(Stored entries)
▼

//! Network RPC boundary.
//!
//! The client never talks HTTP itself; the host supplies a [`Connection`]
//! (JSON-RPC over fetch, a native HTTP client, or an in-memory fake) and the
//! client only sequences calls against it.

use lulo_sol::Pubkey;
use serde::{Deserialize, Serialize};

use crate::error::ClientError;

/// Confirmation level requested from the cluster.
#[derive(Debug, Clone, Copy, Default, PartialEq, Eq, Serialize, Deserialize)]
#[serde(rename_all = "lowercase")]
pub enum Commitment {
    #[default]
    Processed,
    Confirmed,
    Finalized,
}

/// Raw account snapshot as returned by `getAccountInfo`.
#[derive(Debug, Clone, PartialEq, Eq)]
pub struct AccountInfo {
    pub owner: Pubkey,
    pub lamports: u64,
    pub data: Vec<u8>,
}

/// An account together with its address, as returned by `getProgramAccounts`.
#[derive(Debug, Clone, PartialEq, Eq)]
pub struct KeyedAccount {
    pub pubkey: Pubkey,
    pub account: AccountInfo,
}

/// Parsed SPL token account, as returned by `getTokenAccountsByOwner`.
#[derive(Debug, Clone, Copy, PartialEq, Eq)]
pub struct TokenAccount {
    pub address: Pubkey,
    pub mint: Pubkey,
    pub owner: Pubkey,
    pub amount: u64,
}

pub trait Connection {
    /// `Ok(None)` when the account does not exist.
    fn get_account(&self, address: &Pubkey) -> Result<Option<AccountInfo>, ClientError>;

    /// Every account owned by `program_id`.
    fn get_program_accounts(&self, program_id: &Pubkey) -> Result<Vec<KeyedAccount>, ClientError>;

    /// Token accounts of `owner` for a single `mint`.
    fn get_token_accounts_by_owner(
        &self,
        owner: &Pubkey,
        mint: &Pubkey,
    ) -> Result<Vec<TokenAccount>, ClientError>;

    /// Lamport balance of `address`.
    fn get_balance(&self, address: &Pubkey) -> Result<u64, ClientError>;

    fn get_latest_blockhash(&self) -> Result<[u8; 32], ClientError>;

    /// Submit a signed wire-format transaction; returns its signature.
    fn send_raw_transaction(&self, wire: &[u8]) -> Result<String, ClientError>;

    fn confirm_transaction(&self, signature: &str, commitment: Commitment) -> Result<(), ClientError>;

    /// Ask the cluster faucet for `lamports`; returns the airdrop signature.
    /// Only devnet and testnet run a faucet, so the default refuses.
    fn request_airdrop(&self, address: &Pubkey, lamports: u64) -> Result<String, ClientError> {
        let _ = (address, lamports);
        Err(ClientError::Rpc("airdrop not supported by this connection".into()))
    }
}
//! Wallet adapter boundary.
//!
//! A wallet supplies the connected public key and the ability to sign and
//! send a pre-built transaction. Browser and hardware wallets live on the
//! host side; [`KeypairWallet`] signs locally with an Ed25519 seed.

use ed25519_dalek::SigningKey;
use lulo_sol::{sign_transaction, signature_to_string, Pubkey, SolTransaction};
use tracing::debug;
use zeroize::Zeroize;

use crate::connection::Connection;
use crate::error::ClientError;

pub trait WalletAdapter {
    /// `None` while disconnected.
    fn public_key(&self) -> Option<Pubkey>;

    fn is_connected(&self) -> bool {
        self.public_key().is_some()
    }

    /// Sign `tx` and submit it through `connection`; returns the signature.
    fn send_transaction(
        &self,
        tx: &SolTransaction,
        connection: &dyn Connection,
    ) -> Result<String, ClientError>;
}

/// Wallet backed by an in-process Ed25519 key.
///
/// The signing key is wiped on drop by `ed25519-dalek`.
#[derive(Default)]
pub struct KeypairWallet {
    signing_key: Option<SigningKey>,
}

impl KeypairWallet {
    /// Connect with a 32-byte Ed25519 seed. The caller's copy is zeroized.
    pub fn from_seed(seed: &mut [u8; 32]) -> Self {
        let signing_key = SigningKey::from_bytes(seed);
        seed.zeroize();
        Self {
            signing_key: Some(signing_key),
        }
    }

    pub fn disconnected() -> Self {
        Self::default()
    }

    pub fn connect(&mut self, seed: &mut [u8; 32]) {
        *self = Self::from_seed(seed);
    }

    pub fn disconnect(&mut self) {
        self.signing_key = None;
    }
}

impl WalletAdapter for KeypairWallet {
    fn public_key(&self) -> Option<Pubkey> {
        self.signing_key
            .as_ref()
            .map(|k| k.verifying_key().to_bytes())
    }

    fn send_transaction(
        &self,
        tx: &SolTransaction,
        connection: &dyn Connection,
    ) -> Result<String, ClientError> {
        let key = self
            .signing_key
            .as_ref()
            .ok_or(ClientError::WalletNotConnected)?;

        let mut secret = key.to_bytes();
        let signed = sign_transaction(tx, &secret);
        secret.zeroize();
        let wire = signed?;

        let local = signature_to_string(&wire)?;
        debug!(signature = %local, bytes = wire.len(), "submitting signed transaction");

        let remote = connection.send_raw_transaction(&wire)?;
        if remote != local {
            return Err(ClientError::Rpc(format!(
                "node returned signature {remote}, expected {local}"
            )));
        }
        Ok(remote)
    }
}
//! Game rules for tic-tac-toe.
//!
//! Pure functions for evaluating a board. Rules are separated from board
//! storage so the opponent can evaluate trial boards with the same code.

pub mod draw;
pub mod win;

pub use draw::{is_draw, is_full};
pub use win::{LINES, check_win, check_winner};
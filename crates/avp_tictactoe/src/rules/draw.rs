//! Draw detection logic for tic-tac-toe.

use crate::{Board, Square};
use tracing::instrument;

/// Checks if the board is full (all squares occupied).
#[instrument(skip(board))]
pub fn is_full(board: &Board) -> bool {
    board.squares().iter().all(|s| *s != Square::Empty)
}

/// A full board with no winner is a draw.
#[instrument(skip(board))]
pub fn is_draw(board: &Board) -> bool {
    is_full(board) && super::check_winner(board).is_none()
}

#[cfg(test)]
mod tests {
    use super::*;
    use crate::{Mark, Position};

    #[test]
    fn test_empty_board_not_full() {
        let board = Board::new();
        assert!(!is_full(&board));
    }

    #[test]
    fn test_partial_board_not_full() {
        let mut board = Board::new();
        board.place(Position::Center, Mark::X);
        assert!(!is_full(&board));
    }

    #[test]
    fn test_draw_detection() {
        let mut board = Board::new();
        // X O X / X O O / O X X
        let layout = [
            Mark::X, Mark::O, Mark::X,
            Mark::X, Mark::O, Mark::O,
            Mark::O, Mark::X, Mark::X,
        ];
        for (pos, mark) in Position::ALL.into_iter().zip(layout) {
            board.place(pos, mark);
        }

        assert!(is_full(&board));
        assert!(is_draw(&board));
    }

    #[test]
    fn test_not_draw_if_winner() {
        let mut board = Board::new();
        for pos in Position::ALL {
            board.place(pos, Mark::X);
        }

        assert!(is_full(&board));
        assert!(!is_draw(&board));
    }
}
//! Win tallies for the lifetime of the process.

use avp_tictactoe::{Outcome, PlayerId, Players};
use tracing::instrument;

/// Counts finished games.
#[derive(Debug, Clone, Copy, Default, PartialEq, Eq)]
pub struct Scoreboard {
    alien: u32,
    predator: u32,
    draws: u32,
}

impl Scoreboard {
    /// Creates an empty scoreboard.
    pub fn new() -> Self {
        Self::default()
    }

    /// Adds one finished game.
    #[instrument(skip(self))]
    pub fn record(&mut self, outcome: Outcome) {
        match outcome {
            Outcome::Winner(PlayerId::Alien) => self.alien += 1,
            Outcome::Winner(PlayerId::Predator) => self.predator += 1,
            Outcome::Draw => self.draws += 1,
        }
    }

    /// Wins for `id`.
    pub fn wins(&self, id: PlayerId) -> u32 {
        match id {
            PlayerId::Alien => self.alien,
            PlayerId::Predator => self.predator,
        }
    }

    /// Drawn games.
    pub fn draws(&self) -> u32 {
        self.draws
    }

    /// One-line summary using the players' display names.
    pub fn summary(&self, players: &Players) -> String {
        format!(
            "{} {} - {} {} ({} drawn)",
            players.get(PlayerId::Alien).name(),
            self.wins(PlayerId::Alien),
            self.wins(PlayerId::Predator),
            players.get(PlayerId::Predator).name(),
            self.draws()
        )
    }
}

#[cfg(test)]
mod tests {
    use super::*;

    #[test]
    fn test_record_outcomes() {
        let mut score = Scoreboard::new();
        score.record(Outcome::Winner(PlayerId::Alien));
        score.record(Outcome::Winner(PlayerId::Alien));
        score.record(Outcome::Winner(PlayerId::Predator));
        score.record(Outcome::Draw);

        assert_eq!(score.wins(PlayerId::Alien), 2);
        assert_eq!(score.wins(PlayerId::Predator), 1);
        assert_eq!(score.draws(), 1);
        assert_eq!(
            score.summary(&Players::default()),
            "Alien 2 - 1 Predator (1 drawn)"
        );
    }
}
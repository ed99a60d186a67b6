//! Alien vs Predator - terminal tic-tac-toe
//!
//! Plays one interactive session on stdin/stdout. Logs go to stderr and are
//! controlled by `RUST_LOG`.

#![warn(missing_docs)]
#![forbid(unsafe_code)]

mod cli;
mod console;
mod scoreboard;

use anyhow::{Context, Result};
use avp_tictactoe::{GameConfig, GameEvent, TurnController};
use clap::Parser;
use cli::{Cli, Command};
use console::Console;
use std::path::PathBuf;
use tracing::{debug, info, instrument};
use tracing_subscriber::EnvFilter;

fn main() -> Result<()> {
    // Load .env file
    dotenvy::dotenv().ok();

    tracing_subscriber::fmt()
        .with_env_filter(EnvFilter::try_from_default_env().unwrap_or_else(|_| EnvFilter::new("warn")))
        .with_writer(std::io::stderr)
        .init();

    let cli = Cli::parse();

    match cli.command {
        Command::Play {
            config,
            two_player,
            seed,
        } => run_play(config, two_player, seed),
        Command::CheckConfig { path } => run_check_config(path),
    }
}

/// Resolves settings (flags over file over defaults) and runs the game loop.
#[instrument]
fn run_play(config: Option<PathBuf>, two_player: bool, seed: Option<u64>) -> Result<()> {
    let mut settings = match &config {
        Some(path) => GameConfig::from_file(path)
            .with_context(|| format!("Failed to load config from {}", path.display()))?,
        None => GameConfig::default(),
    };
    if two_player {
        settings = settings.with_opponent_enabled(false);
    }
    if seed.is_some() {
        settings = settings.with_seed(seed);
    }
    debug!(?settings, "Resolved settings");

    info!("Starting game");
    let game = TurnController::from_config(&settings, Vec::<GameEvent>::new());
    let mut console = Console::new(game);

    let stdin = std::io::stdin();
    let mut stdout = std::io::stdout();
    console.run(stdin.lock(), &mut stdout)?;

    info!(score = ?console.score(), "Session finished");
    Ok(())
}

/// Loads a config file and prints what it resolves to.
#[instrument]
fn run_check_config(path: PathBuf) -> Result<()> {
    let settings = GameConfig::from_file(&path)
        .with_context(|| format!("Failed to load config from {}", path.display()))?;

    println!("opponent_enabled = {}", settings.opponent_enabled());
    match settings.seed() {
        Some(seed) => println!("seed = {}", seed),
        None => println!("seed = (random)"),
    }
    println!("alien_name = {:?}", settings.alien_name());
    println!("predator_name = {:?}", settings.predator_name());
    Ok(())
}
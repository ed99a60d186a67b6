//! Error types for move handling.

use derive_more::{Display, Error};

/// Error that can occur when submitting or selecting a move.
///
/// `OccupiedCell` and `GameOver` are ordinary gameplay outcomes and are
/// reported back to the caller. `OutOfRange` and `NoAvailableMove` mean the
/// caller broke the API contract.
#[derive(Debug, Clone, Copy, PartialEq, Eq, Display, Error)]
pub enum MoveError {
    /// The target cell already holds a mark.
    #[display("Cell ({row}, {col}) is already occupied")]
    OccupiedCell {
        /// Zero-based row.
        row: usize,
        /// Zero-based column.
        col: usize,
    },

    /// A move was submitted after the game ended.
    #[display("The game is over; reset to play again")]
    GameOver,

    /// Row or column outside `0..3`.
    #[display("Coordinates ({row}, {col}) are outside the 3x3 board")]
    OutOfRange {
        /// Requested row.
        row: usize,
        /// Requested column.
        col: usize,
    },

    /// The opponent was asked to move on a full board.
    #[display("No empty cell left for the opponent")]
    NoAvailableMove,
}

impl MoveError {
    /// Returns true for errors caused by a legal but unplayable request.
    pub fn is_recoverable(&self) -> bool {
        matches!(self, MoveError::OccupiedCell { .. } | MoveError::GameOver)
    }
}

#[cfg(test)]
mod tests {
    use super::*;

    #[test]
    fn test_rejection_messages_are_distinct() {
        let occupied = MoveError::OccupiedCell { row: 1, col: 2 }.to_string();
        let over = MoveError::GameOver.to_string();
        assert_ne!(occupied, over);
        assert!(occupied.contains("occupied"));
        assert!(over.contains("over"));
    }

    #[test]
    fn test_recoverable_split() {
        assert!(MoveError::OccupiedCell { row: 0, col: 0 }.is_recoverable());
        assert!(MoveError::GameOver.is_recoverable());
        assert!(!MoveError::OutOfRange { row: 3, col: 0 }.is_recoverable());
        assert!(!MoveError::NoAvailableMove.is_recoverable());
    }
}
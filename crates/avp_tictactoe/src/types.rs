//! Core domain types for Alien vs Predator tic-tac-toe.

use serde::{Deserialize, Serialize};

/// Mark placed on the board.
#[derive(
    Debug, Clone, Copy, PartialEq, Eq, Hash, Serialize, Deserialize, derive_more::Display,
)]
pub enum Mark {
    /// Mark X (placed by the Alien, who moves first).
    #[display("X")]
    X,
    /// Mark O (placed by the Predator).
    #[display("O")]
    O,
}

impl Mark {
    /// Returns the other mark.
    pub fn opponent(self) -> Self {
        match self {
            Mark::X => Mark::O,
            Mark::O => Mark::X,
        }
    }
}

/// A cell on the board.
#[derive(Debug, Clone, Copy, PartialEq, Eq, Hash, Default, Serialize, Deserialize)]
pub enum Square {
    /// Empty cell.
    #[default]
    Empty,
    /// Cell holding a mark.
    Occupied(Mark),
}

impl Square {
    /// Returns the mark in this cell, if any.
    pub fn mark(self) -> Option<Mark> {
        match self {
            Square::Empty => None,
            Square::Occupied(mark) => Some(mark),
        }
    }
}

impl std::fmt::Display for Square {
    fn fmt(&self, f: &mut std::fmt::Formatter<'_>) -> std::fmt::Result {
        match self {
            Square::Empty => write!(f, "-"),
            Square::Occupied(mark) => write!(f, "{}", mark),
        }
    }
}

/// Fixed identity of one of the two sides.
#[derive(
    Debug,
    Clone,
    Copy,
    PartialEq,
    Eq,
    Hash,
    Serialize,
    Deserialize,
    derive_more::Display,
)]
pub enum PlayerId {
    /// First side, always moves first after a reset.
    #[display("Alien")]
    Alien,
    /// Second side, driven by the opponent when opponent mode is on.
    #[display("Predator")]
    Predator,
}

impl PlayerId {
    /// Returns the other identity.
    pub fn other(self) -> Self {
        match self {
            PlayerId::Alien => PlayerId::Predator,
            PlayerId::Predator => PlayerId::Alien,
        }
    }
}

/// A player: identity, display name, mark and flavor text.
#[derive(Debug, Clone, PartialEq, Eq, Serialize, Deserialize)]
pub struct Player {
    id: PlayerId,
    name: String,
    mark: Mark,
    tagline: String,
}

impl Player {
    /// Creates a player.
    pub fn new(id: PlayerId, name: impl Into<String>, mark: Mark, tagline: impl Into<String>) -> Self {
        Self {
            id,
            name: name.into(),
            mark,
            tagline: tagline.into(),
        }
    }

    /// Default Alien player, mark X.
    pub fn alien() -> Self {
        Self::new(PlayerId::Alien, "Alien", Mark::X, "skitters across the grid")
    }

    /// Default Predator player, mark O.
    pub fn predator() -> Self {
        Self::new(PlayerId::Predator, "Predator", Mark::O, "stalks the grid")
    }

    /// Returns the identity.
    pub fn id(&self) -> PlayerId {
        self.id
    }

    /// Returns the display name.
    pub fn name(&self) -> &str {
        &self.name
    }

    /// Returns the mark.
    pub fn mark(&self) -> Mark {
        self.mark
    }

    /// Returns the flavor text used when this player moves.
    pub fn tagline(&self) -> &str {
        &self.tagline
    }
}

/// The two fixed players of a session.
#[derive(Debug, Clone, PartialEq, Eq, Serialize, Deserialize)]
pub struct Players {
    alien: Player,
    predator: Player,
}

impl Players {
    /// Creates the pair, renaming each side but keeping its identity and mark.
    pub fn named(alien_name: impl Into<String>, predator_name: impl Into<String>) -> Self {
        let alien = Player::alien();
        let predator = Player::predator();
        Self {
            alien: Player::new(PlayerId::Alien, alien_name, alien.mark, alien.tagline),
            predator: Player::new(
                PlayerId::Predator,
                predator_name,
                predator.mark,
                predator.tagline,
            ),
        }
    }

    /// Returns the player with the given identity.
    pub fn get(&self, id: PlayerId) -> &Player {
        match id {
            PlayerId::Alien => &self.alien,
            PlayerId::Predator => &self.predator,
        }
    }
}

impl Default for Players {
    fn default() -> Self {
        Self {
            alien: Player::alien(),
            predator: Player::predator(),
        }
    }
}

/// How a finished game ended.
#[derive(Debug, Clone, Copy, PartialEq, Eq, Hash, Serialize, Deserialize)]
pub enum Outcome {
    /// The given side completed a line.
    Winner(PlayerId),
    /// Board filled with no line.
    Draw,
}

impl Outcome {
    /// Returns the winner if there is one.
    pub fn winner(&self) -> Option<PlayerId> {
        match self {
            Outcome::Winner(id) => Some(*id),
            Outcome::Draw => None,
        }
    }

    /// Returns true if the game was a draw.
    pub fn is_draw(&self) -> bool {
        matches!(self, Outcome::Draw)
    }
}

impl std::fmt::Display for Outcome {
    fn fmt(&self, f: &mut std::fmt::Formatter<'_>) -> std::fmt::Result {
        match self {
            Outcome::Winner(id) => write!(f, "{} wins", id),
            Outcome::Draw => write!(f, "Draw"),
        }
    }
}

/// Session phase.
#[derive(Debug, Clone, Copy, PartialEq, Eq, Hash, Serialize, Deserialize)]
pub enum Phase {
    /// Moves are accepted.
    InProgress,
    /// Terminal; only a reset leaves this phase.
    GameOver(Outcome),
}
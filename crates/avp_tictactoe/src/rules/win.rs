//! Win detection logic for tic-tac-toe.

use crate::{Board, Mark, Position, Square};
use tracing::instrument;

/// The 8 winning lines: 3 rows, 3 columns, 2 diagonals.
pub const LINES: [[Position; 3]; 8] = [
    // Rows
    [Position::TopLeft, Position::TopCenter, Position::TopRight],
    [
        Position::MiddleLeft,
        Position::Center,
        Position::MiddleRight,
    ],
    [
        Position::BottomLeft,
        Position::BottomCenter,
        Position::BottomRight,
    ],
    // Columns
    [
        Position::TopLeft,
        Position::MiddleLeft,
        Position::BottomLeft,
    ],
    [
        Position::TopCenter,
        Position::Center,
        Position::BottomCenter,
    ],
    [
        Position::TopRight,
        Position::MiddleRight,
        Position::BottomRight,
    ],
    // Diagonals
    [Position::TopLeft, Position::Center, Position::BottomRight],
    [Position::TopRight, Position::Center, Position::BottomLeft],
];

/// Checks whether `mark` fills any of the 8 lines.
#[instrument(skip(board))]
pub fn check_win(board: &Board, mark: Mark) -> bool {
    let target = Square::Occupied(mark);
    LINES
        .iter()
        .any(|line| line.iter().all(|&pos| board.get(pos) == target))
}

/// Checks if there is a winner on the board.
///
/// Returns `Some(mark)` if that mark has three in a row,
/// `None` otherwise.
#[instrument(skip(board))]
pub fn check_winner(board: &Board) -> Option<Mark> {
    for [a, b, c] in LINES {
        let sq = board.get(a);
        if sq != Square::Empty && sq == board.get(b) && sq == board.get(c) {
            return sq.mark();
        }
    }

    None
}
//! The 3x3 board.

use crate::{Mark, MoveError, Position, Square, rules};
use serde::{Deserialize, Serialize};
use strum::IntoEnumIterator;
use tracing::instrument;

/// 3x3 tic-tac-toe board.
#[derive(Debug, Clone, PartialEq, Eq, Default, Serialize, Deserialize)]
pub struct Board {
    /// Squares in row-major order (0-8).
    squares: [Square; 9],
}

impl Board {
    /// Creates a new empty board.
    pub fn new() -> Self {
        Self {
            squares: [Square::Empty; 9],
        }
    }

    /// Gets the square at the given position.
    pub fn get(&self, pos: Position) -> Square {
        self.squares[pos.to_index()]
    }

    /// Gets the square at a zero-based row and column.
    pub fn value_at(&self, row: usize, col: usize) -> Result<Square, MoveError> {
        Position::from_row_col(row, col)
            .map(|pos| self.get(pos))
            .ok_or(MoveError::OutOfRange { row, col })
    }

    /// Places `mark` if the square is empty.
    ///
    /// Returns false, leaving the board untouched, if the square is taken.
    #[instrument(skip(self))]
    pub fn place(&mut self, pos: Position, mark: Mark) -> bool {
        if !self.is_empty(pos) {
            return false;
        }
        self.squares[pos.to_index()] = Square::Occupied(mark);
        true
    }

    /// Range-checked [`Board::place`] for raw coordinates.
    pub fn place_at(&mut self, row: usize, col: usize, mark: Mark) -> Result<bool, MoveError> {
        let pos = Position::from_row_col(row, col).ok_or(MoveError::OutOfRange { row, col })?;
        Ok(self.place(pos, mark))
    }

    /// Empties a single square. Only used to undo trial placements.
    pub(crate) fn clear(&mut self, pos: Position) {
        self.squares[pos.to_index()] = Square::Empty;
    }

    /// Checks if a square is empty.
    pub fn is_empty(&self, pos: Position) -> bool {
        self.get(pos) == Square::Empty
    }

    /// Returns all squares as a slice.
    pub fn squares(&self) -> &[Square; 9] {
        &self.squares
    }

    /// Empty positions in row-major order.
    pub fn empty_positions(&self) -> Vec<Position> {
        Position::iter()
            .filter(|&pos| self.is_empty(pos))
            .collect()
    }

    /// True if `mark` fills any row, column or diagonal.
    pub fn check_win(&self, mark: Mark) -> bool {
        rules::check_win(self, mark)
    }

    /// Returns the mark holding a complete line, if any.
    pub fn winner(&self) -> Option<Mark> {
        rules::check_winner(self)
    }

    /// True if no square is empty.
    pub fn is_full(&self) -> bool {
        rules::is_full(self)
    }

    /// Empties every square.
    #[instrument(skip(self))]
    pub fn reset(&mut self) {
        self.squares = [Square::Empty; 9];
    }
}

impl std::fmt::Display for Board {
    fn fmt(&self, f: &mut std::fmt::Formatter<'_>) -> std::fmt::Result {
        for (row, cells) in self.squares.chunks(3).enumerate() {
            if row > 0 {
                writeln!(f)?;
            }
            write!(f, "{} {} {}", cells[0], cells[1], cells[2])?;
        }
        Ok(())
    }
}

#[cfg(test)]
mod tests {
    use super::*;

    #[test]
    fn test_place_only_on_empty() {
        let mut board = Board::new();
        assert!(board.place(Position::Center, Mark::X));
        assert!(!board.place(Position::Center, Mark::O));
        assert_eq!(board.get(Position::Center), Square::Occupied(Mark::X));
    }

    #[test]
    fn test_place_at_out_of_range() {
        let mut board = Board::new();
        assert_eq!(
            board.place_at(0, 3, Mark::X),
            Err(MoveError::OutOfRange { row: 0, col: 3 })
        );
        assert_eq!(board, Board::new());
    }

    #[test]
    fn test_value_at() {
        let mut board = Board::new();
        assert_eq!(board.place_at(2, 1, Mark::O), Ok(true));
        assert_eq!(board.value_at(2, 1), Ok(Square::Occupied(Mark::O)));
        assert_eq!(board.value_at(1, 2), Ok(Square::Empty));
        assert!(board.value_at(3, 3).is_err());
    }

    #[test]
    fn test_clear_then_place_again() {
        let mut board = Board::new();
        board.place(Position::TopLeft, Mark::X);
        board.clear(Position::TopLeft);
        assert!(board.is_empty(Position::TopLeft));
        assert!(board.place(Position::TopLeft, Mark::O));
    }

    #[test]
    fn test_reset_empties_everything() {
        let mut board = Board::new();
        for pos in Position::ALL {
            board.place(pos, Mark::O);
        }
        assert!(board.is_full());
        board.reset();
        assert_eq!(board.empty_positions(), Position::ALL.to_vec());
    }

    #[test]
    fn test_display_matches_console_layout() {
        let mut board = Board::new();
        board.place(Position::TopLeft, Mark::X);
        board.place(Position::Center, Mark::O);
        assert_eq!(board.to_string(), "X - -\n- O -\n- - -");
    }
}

▲

#### Your assignment
Search the entries for the word "grid" and show every line that has it.

#### Written solution
        Self::new(PlayerId::Alien, "Alien", Mark::X, "skitters across the grid")
        Self::new(PlayerId::Predator, "Predator", Mark::O, "stalks the grid")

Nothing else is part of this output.